Maëlle utilise TikTok pour la première fois en 2021. Une amie est chez elle pendant les vacances scolaires, elles passent du temps sur la plateforme. « Installe TikTok ! » lui demande son amie, enthousiaste, pour qu’elles puissent continuer à s’envoyer des vidéos. « Je ne voulais pas au début » raconte Maëlle. « J’avais déjà eu écho que c’était énergivore et chronophage, mais j’ai cédé et j’ai installé l’application » Au début, les vidéos qui lui sont proposées par Tiktok correspondent aux images qu’on se fait de l’application. « J’avais surtout des vidéos de musiques et loisirs créatifs en lien avec le crochet ».
« C’est devenu de plus en plus sombre »
Puis un jour, elle regarde une vidéo où un chanteur parle de son mal-être. Elle s’intéresse aux paroles, elle est touchée par la musique. « Je n’étais pas bien dans ma vie à ce moment-là » confie Maëlle. Elle regarde la vidéo jusqu’au bout, plusieurs fois : « Des gens parlaient de leur mal être avec cette musique en fond (…) c’est devenu de plus en plus sombre. » L’algorithme l’entraîne alors dans une spirale de contenus toxique : « TikTok me recommandait des vidéos avec des phrases comme ‘La mort, ce n’est peut-être pas une mauvaise idée’ » avec la même musique en fond sonore ».
« Ça t’incite à avoir des comportements délétères »
Rapidement, son fil de recommandations devient « très trash [...] Je dirais qu’un quart ou un tiers des vidéos étaient normales, le reste dérangeant. » confie-t-elle. Maëlle précise qu’il n’y avait aucune vidéo qui l’encourageait à chercher de l’aide « comme ‘allez consulter si vous vous sentez mal’ ».
Sur son fil, elle a vu des pratiques de scarifications, des « conseils » pour en finir avec des médicaments et des commentaires culpabilisants du type : « Si tu fais une tentative de suicide mais que tu ne te retrouves pas en réanimation ou à l'hôpital, ça ne compte pas.
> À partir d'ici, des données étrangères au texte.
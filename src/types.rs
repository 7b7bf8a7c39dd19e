//! Basic type definitions for the relay
//!
//! - `ConnectionId`: UUID-based identity of one accepted socket
//! - `now_timestamp`: ISO-8601 emission time carried by every envelope

use chrono::{SecondsFormat, Utc};
use uuid::Uuid;

/// Unique connection identifier (newtype pattern)
///
/// Wraps a UUID v4. Each accepted socket gets a fresh one, and an id is
/// never handed out twice, so a closed connection can't be confused with
/// a later one.
#[derive(Debug, Clone, Copy, PartialEq, Eq, Hash)]
pub struct ConnectionId(pub Uuid);

impl ConnectionId {
    /// Create a new random connection ID
    pub fn new() -> Self {
        Self(Uuid::new_v4())
    }
}

impl Default for ConnectionId {
    fn default() -> Self {
        Self::new()
    }
}

impl std::fmt::Display for ConnectionId {
    fn fmt(&self, f: &mut std::fmt::Formatter<'_>) -> std::fmt::Result {
        write!(f, "{}", self.0)
    }
}

/// Current UTC time as an ISO-8601 string with millisecond precision
///
/// Matches the `2024-01-01T12:00:00.000Z` shape browsers produce.
pub fn now_timestamp() -> String {
    Utc::now().to_rfc3339_opts(SecondsFormat::Millis, true)
}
Si tu n’as pas de points de suture, c'est que ça ne compte pas. »
« Il y a des vidéos qui sont encore imprimées dans ma rétine (…) il suffit d'une vidéo pour avoir des comportements irréparables. » Ces contenus l’ont notamment poussée à des actes autodestructeurs. Maëlle a été hospitalisée. À ce moment-là, sa mère, Morgane, ne soupçonne pas que le mal-être de sa fille a été accentué par Tiktok.
« À la radio, on entend parler d’Algos Victima »
C’est en écoutant un jour la radio que Morgane entend parler du collectif Algos Victima qui rassemble plusieurs familles mobilisées pour établir la responsabilité de TikTok dans la détérioration de la santé mentale et physique de leurs enfants. Elle demande alors à sa fille si elle avait entendu parler de ces contenus délétères sur TikTok. Il s’avère que le fil de Maëlle en est envahi. Et là, c’est la stupéfaction.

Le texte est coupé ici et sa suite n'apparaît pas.